Pytest: PyTest won't inject fixtures into decorated functions in Python 2.7

Created on 14 Sep 2017  路  7Comments  路  Source: pytest-dev/pytest

_pytest.compat.get_real_func doesn't work as expected in Python 2.7:

Example:

from _pytest.compat import get_real_func

import functools

def my_decorator(f):
    @functools.wraps(f)
    def wrapper(*args, **kwds):
        print('Calling decorated function')
        return f(*args, **kwds)
    return wrapper

#@my_decorator
def example():
    """Docstring"""
    print('Called example function')

decorated_example = my_decorator(example)

if get_real_func(decorated_example) is example:
    print('get_real_func works')
else:
    print('get_real_func fails')

Python 3.5 output:

$ python3.5 test.py
get_real_func works

Python 2.7 output:

$ python2.7 test.py
get_real_func fails

Tested with PyTest 3.0.6 though the same idea (isinstance(obj, functools.partial)) is attempted in master.

python 2 only fixtures bug

All 7 comments

I believe this is because of a limitation in Python 2's functools.wrap, I recall a discussion about this recently but can't find it at the moment. Perhaps @RonnyPfannschmidt can point to that discussion?

Well, yes, functools.wraps won't leave any metadata in Python 2. But the testing the decorated function for inheritance from functools.partial is wrong. While isinstance(functools.wraps(f), functools.partial) == True for most Python versions, the partial function would be executed and another function would be produced, thus losing the inheritance. So, it's better to give up completely in py2 or do some magic with code inspection maybe.

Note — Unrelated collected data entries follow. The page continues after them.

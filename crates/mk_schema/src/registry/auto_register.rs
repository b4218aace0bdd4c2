use crate::info::Schema;
use crate::registry::SchemaRegistry;

fn register_one<T: Schema>(registry: &mut SchemaRegistry) {
    registry.register::<T>();
}

/// A link-time registration submitted by `#[schema(auto_register)]`.
pub struct AutoRegistration {
    register: fn(&mut SchemaRegistry),
}

impl AutoRegistration {
    pub const fn of<T: Schema>() -> Self {
        Self {
            register: register_one::<T>,
        }
    }
}

inventory::collect!(AutoRegistration);

pub(crate) fn register_all(registry: &mut SchemaRegistry) -> usize {
    let mut count = 0;
    for entry in inventory::iter::<AutoRegistration> {
        (entry.register)(registry);
        count += 1;
    }
    count
}
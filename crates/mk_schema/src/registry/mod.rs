//! The schema registry: registered types, mask implementations,
//! discriminated catalogs and the descriptor cache.

// -----------------------------------------------------------------------------
// Modules

#[cfg(feature = "auto_register")]
mod auto_register;
mod cache;
mod discriminator;
mod schema_registry;
mod type_map;

// -----------------------------------------------------------------------------
// Exports

#[cfg(feature = "auto_register")]
pub use auto_register::AutoRegistration;
pub use cache::DescriptorCache;
pub use discriminator::{Discriminator, Resolution};
pub use schema_registry::{SchemaRegistry, SchemaRegistryArc, TypeEntry, ValueType};
pub use type_map::TypeIdMap;

pub(crate) use discriminator::find_property;
pub(crate) use type_map::{HashMap, HashSet};
use std::collections::BTreeMap;
use std::env;
use std::path::{Path, PathBuf};
use std::sync::{PoisonError, RwLock};
use std::time::SystemTime;

use toml_edit::{Document, Item, Table};

/// Locate an accessible [`syn::Path`] for a workspace crate as seen from the
/// caller's Cargo.toml.
///
/// Generated code must name `mk_schema` by a path that resolves inside the
/// invoking crate, which may depend on `mk_schema` directly or only on the
/// `mk_core` facade.
///
/// # Example
///
/// ```rust
/// # use mk_macro_utils::Manifest;
/// let p: syn::Path = Manifest::shared(|m| m.get_crate_path("mk_schema"));
/// ```
///
/// # Resolution rules
///
/// 1. If the requested crate is listed in `dependencies`, return `::crate_name`.
/// 2. If the requested crate name begins with `mk_` and the target crate depends
///    on the facade `mk_core`, return `::mk_core::short_name`
///    (e.g. `mk_schema` -> `::mk_core::schema`).
/// 3. Repeat step 1-2 in `dev-dependencies`.
/// 4. Otherwise, fall back to the absolute path `::crate_name`.
///
/// A crate that needs to reference itself from generated code should add
/// `extern crate self as mk_schema;` in its root.
#[derive(Debug)]
pub struct Manifest {
    pub manifest: Document<Box<str>>,
    pub modified_time: SystemTime,
}

const FACADE_NAME: &str = "mk_core";
const CRATE_PREFIX: &str = "mk_";

impl Manifest {
    #[inline(never)]
    fn get_manifest_path() -> PathBuf {
        env::var_os("CARGO_MANIFEST_DIR")
            .map(|path| {
                let mut path = PathBuf::from(path);
                path.push("Cargo.toml");
                assert!(
                    path.exists(),
                    "Cargo manifest does not exist at path {}",
                    path.display(),
                );
                path
            })
            .expect("CARGO_MANIFEST_DIR should be auto-defined by cargo.")
    }

    #[inline(never)]
    fn get_manifest_modified_time(path: &Path) -> Result<SystemTime, std::io::Error> {
        std::fs::metadata(path).and_then(|metadata| metadata.modified())
    }

    #[inline(never)]
    fn read_manifest(path: &Path) -> Document<Box<str>> {
        let manifest = std::fs::read_to_string(path)
            .unwrap_or_else(|_| panic!("Unable to read cargo manifest: {}", path.display()))
            .into_boxed_str();
        Document::parse(manifest)
            .unwrap_or_else(|_| panic!("Failed to parse cargo manifest: {}", path.display()))
    }

    #[inline]
    fn parse_path(path: &str) -> syn::Path {
        syn::parse_str(path).unwrap_or_else(|_| panic!("`{path}` is not a valid path"))
    }

    fn find_in_deps(deps: &Table, name: &str) -> Option<syn::Path> {
        if deps.contains_key(name) {
            return Some(Self::parse_path(&format!("::{name}")));
        }
        let module = name.strip_prefix(CRATE_PREFIX)?;
        if deps.contains_key(FACADE_NAME) {
            return Some(Self::parse_path(&format!("::{FACADE_NAME}::{module}")));
        }
        None
    }

    /// Return a [`syn::Path`] for the package named `name` as resolved from this
    /// crate's Cargo.toml. See the type documentation for the resolution order.
    #[inline(never)]
    pub fn get_crate_path(&self, name: &str) -> syn::Path {
        for table in ["dependencies", "dev-dependencies"] {
            if let Some(Item::Table(deps)) = self.manifest.get(table)
                && let Some(path) = Self::find_in_deps(deps, name)
            {
                return path;
            }
        }

        Self::parse_path(&format!("::{name}"))
    }

    /// Obtain the [`Manifest`] of the caller's Cargo.toml.
    ///
    /// Manifests are cached per path and re-read only when the file's
    /// modification time changes.
    pub fn shared<R>(func: impl FnOnce(&Self) -> R) -> R {
        static MANIFESTS: RwLock<BTreeMap<PathBuf, Manifest>> = RwLock::new(BTreeMap::new());

        let manifest_path = Self::get_manifest_path();
        let modified_time = Self::get_manifest_modified_time(&manifest_path)
            .expect("The Cargo.toml should have a modified time.");

        let manifests = MANIFESTS.read().unwrap_or_else(PoisonError::into_inner);

        if let Some(manifest) = manifests.get(&manifest_path)
            && manifest.modified_time == modified_time
        {
            return func(manifest);
        }

        drop(manifests);

        let manifest = Manifest {
            manifest: Self::read_manifest(&manifest_path),
            modified_time,
        };

        let result = func(&manifest);

        MANIFESTS
            .write()
            .unwrap_or_else(PoisonError::into_inner)
            .insert(manifest_path, manifest);

        result
    }
}
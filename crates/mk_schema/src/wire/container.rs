use serde_json::{Map, Value};

use crate::de::Decoder;
use crate::error::{DecodeError, EncodeError};
use crate::info::Schema;
use crate::ser::Encoder;
use crate::value::{Dynamic, OpenMap};
use crate::wire::Wire;

impl<T: Wire> Wire for Option<T> {
    fn decode(value: &Value, decoder: &Decoder<'_>) -> Result<Self, DecodeError> {
        match value {
            Value::Null => Ok(None),
            other => T::decode(other, decoder).map(Some),
        }
    }

    fn encode(&self, encoder: &Encoder<'_>) -> Result<Value, EncodeError> {
        match self {
            Some(inner) => inner.encode(encoder),
            None => Ok(Value::Null),
        }
    }

    #[inline]
    fn is_null(&self) -> bool {
        self.as_ref().is_none_or(Wire::is_null)
    }
}

impl<T: Wire> Wire for Vec<T> {
    fn decode(value: &Value, decoder: &Decoder<'_>) -> Result<Self, DecodeError> {
        let Value::Array(items) = value else {
            return Err(DecodeError::shape("array", value));
        };
        items
            .iter()
            .enumerate()
            .map(|(index, item)| T::decode(item, decoder).map_err(|e| e.in_index(index)))
            .collect()
    }

    fn encode(&self, encoder: &Encoder<'_>) -> Result<Value, EncodeError> {
        self.iter()
            .enumerate()
            .map(|(index, item)| item.encode(encoder).map_err(|e| e.in_index(index)))
            .collect::<Result<Vec<_>, _>>()
            .map(Value::Array)
    }
}

impl Wire for OpenMap {
    fn decode(value: &Value, decoder: &Decoder<'_>) -> Result<Self, DecodeError> {
        let Value::Object(object) = value else {
            return Err(DecodeError::shape("object", value));
        };
        object
            .iter()
            .map(|(name, item)| {
                let item = decoder.decode_untyped(item).map_err(|e| e.in_field(name))?;
                Ok((name.clone(), item))
            })
            .collect()
    }

    fn encode(&self, encoder: &Encoder<'_>) -> Result<Value, EncodeError> {
        let mut object = Map::new();
        for (name, item) in self {
            let item = encoder.encode_dynamic(item).map_err(|e| e.in_field(name))?;
            object.insert(name.clone(), item);
        }
        Ok(Value::Object(object))
    }
}

impl Wire for Dynamic {
    #[inline]
    fn decode(value: &Value, decoder: &Decoder<'_>) -> Result<Self, DecodeError> {
        decoder.decode_untyped(value)
    }

    #[inline]
    fn encode(&self, encoder: &Encoder<'_>) -> Result<Value, EncodeError> {
        encoder.encode_dynamic(self)
    }

    #[inline]
    fn is_null(&self) -> bool {
        Dynamic::is_null(self)
    }
}

impl Wire for Value {
    #[inline]
    fn decode(value: &Value, _: &Decoder<'_>) -> Result<Self, DecodeError> {
        Ok(value.clone())
    }

    #[inline]
    fn encode(&self, _: &Encoder<'_>) -> Result<Value, EncodeError> {
        Ok(self.clone())
    }

    #[inline]
    fn is_null(&self) -> bool {
        Value::is_null(self)
    }
}

/// Schema types named statically decode as exactly that type; discriminators
/// only apply when the requested type is resolved at runtime.
impl<T: Schema> Wire for T {
    #[inline]
    fn decode(value: &Value, decoder: &Decoder<'_>) -> Result<Self, DecodeError> {
        decoder.decode_schema::<T>(value)
    }

    #[inline]
    fn encode(&self, encoder: &Encoder<'_>) -> Result<Value, EncodeError> {
        encoder.encode_object(self)
    }
}
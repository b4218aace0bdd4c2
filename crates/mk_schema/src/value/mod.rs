//! Runtime values: scalars, dynamic values, open maps and change sets.

// -----------------------------------------------------------------------------
// Modules

mod change_set;
mod dynamic;
mod primitive;

// -----------------------------------------------------------------------------
// Exports

pub use change_set::ChangeSet;
pub use dynamic::{Dynamic, OpenMap};
pub use primitive::Primitive;
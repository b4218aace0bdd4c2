use indexmap::IndexMap;
use serde_json::{Map, Value};

use crate::info::{Schema, SchemaType, normalize};

/// Text form of a scalar discriminator value. Objects, arrays and null have none.
pub(crate) fn scalar_text(value: &Value) -> Option<String> {
    match value {
        Value::String(s) => Some(s.clone()),
        Value::Number(n) => Some(n.to_string()),
        Value::Bool(b) => Some(b.to_string()),
        _ => None,
    }
}

/// Looks up `name` in `object`, preferring an exact match over a case-insensitive one.
///
/// Case folds the same way field names do.
pub(crate) fn find_property<'a>(
    object: &'a Map<String, Value>,
    name: &str,
    case_insensitive: bool,
) -> Option<&'a Value> {
    if let Some(value) = object.get(name) {
        return Some(value);
    }
    if !case_insensitive {
        return None;
    }
    let folded = normalize(name);
    object
        .iter()
        .find_map(|(key, value)| (normalize(key) == folded).then_some(value))
}

// -----------------------------------------------------------------------------
// Discriminator

/// Maps the values of one discriminator property to concrete types.
///
/// ```
/// # use mk_schema::{Schema, info::DescriptorBuilder, registry::Discriminator};
/// # #[derive(Default, Debug)] struct Alternate;
/// # impl Schema for Alternate {
/// #     const NAME: &'static str = "Alternate";
/// #     fn describe(_: &mut DescriptorBuilder<Self>) {}
/// # }
/// let by_type = Discriminator::new("type").variant::<Alternate>("Alternate");
///
/// assert_eq!(by_type.field(), "type");
/// assert_eq!(by_type.get("Alternate").unwrap().name(), "Alternate");
/// assert!(by_type.get("Unknown").is_none());
/// ```
#[derive(Debug, Clone)]
pub struct Discriminator {
    field: String,
    variants: IndexMap<String, SchemaType>,
    duplicates: Vec<String>,
}

impl Discriminator {
    pub fn new(field: impl Into<String>) -> Self {
        Self {
            field: field.into(),
            variants: IndexMap::new(),
            duplicates: Vec::new(),
        }
    }

    /// Maps `value` to `T`.
    pub fn variant<T: Schema>(self, value: impl Into<String>) -> Self {
        self.variant_type(value, SchemaType::of::<T>())
    }

    /// Maps `value` to a runtime schema type.
    pub fn variant_type(mut self, value: impl Into<String>, ty: SchemaType) -> Self {
        let value = value.into();
        if self.variants.contains_key(&value) {
            self.duplicates.push(value);
        } else {
            self.variants.insert(value, ty);
        }
        self
    }

    /// The discriminator property name.
    #[inline]
    pub fn field(&self) -> &str {
        &self.field
    }

    #[inline]
    pub fn get(&self, value: &str) -> Option<SchemaType> {
        self.variants.get(value).copied()
    }

    #[inline]
    pub fn len(&self) -> usize {
        self.variants.len()
    }

    #[inline]
    pub fn is_empty(&self) -> bool {
        self.variants.is_empty()
    }

    pub fn iter(&self) -> impl Iterator<Item = (&str, SchemaType)> {
        self.variants.iter().map(|(value, ty)| (value.as_str(), *ty))
    }

    pub(crate) fn duplicates(&self) -> &[String] {
        &self.duplicates
    }

    /// Adds the variants of `other`, returning the first value already mapped.
    pub(crate) fn merge(&mut self, other: Discriminator) -> Result<(), String> {
        if let Some(value) = other.variants.keys().find(|v| self.variants.contains_key(*v)) {
            return Err(value.clone());
        }
        self.variants.extend(other.variants);
        Ok(())
    }
}

// -----------------------------------------------------------------------------
// Resolution

/// Outcome of consulting the discriminators of a base type.
///
/// Everything except [`Resolution::Matched`] means the base type itself is
/// used; the variants tell why, for diagnostics.
#[derive(Debug, Clone, PartialEq, Eq)]
pub enum Resolution {
    /// The type has no discriminators.
    NotDiscriminated,
    /// None of the discriminator properties occur in the document.
    Absent,
    /// The first present discriminator holds an object, array or null.
    NotScalar { field: String },
    /// The first present discriminator holds a value that maps to nothing.
    Unmapped { field: String, value: String },
    /// The first present discriminator selects `ty`.
    Matched {
        field: String,
        value: String,
        ty: SchemaType,
    },
}

impl Resolution {
    #[inline]
    pub fn matched(&self) -> Option<SchemaType> {
        match self {
            Self::Matched { ty, .. } => Some(*ty),
            _ => None,
        }
    }
}

/// Resolves against an ordered list of discriminators.
///
/// Only the first discriminator whose property is present is consulted.
pub(crate) fn resolve(
    discriminators: &[Discriminator],
    object: &Map<String, Value>,
    case_insensitive: bool,
) -> Resolution {
    for discriminator in discriminators {
        let Some(raw) = find_property(object, discriminator.field(), case_insensitive) else {
            continue;
        };
        let field = discriminator.field().to_owned();
        let Some(value) = scalar_text(raw) else {
            return Resolution::NotScalar { field };
        };
        return match discriminator.get(&value) {
            Some(ty) => Resolution::Matched { field, value, ty },
            None => Resolution::Unmapped { field, value },
        };
    }
    Resolution::Absent
}

// -----------------------------------------------------------------------------
// Tests

#[cfg(test)]
mod tests {
    use serde_json::json;

    use super::find_property;

    #[test]
    fn property_lookup_folds_like_field_names() {
        let serde_json::Value::Object(object) = json!({"GRÖSSE": 1, "Ärmel": 2, "size": 3, "SIZE": 4})
        else {
            unreachable!()
        };

        assert_eq!(find_property(&object, "SIZE", true), Some(&json!(4)));
        assert_eq!(find_property(&object, "Size", true), Some(&json!(3)));
        assert_eq!(find_property(&object, "ärmel", true), Some(&json!(2)));
        assert_eq!(find_property(&object, "grösse", true), Some(&json!(1)));
        assert_eq!(find_property(&object, "ärmel", false), None);
    }
}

i recall six has a fixed version, also you can just put the __wraps__ attribute there manually

It can by solved by either using wraps from six module or by getting wrapped function from obj.__closure__[0].cell_contents in get_real_func function.

What is the preferred general solution to this?

@kchomski-reef using six is the preferred solution as the guess abut what closure cell to use is potentially incorrect in edge cases

can this be closed as upstream python issue fixed by six?

can this be closed as upstream python issue fixed by six?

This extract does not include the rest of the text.